DETAILED DESCRIPTION OF THE PREFERRED EMBODIMENTS
[0036] An embodiment of the present disclosure will hereinafter be
described in detail with reference to the drawings. It should be
noted that the order of the descriptions is as follows:
[0037] 1. First Embodiment (an example of a side-shoot type liquid
jet head performing ink circulation)
[0038] 2. Modified Example (an example having an intermediate plate
between an actuator plate and a nozzle plate)
[0039] 3. Second Embodiment (an example of an edge-shoot type
liquid jet head performing ink circulation)
[0040] 4. Other Modified Examples
1. Liquid Jet Recording Device (Liquid Jet Head)
[0041] A liquid jet recording device according to an embodiment of
the present disclosure will be described.
[0042] It should be noted that the liquid jet head of the
embodiment of the present disclosure is a part of the liquid jet
recording device described here, and therefore, the liquid jet head
will also be described below in conjunction with the liquid jet
recording device.
<1-1. Respective Configurations of Liquid Jet Recording Device
and Liquid Jet Head>
[0043] Firstly, the respective configurations of the liquid jet
recording device and the liquid jet head will be described.
[0044] FIG. 1 shows a perspective configuration of a printer 1 as a
specific example of the liquid jet recording device.
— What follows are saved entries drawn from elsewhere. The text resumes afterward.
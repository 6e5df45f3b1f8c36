//! Repository identity: the `(owner, repo, userId)` triple a run is keyed on.

use crate::primitives::{ChunkId, Namespace, VectorRecordId};
use repo_indexer_shared::{ErrorCode, ErrorEnvelope};
use serde::Serialize;
use std::fmt;

/// One or more identity fields were absent or blank.
#[derive(Debug, Clone, PartialEq, Eq)]
pub struct IdentityError {
    /// Wire names of the missing fields, in `owner`, `repo`, `userId` order.
    pub missing: Vec<&'static str>,
}

impl fmt::Display for IdentityError {
    fn fmt(&self, formatter: &mut fmt::Formatter<'_>) -> fmt::Result {
        write!(
            formatter,
            "Missing required fields: {}",
            self.missing.join(", ")
        )
    }
}

impl std::error::Error for IdentityError {}

impl From<IdentityError> for ErrorEnvelope {
    fn from(error: IdentityError) -> Self {
        let fields = error.missing.join(",");
        Self::expected(ErrorCode::invalid_input(), error.to_string())
            .with_metadata("missing_fields", fields)
    }
}

/// Validated repository identity. Every field is non-blank.
#[derive(Debug, Clone, PartialEq, Eq, Hash, Serialize)]
#[serde(rename_all = "camelCase")]
pub struct RepositoryIdentity {
    owner: Box<str>,
    repo: Box<str>,
    user_id: Box<str>,
}

impl RepositoryIdentity {
    /// Validate raw event fields, reporting every missing one at once.
    pub fn parse(
        owner: Option<&str>,
        repo: Option<&str>,
        user_id: Option<&str>,
    ) -> Result<Self, IdentityError> {
        let fields = [("owner", owner), ("repo", repo), ("userId", user_id)];
        let missing: Vec<&'static str> = fields
            .iter()
            .filter(|(_, value)| value.is_none_or(|value| value.trim().is_empty()))
            .map(|(name, _)| *name)
            .collect();

        match (owner, repo, user_id) {
            (Some(owner), Some(repo), Some(user_id)) if missing.is_empty() => Ok(Self {
                owner: owner.trim().into(),
                repo: repo.trim().into(),
                user_id: user_id.trim().into(),
            }),
            _ => Err(IdentityError { missing }),
        }
    }

    /// Repository owner (user or organization login).
    #[must_use]
    pub fn owner(&self) -> &str {
        &self.owner
    }

    /// Repository name.
    #[must_use]
    pub fn repo(&self) -> &str {
        &self.repo
    }

    /// Id of the user whose credential authorizes the fetch.
    #[must_use]
    pub fn user_id(&self) -> &str {
        &self.user_id
    }

    /// Vector-store namespace `{owner}/{repo}`.
    #[must_use]
    pub fn namespace(&self) -> Namespace {
        Namespace::from_parts(&self.owner, &self.repo)
    }

    /// Vector id for a chunk of this repository.
    #[must_use]
    pub fn record_id(&self, chunk_id: &ChunkId) -> VectorRecordId {
        VectorRecordId::compose(&self.namespace(), chunk_id)
    }
}

impl fmt::Display for RepositoryIdentity {
    fn fmt(&self, formatter: &mut fmt::Formatter<'_>) -> fmt::Result {
        write!(formatter, "{}/{}", self.owner, self.repo)
    }
}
FIG. 2
schematically shows a planar configuration of an inkjet head 4 as a
specific example of the liquid jet head shown in FIG. 1. FIG. 3
schematically shows a configuration of the circulation mechanism 5
shown in FIG. 1. It should be noted that in FIG. 1, the inside of a
housing 10 is shown by representing an outer edge (contour) of the
housing 10 using dotted lines.
[0045] This printer 1 is an inkjet type printer for mainly
recording (printing) an image and the like on recording paper P as
a recording target medium using ink 9 as a liquid for recording
described later, and is a so-called inkjet printer.
[0046] In particular, the printer 1 described here is an inkjet
printer of an ink circulation type using the ink 9 circulating in,
for example, the circulation mechanism 5.
[0047] Specifically, as shown in, for example, FIG. 1 through FIG.
3, the printer 1 is provided with a pair of carrying mechanisms 2a,
2b, ink tanks 3, inkjet heads 4, the circulation mechanism 5, and a
scanning mechanism 6 disposed inside the housing 10.
[0048] It should be noted that in FIG. 1 through FIG. 3 and the
drawings described later, the scale size of each of the
constituents is arbitrarily changed in order to convert the sizes
of a series of constituents related to the printer 1 into
recognizable sizes.
[Carrying Mechanisms]
[0049] The pair of carrying mechanisms 2a, 2b are each a mechanism
for mainly carrying the recording paper P having loaded into the
printer 1 in a carrying direction D (an X-axis direction).
[0050] The carrying mechanisms 2a, 2b each include a grit roller 21
and a pinch roller 22 as shown in, for example, FIG. 1. The grit
rollers 21 and the pinch rollers 22 each extend in, for example, a
direction (a Y-axis direction) crossing the carrying direction D,
and are each rotatable around the rotational axis extending in that
direction. Further, the carrying mechanisms 2a, 2b are each
connected to a drive mechanism such as a motor not shown, and each
rotate using the power of the drive mechanism.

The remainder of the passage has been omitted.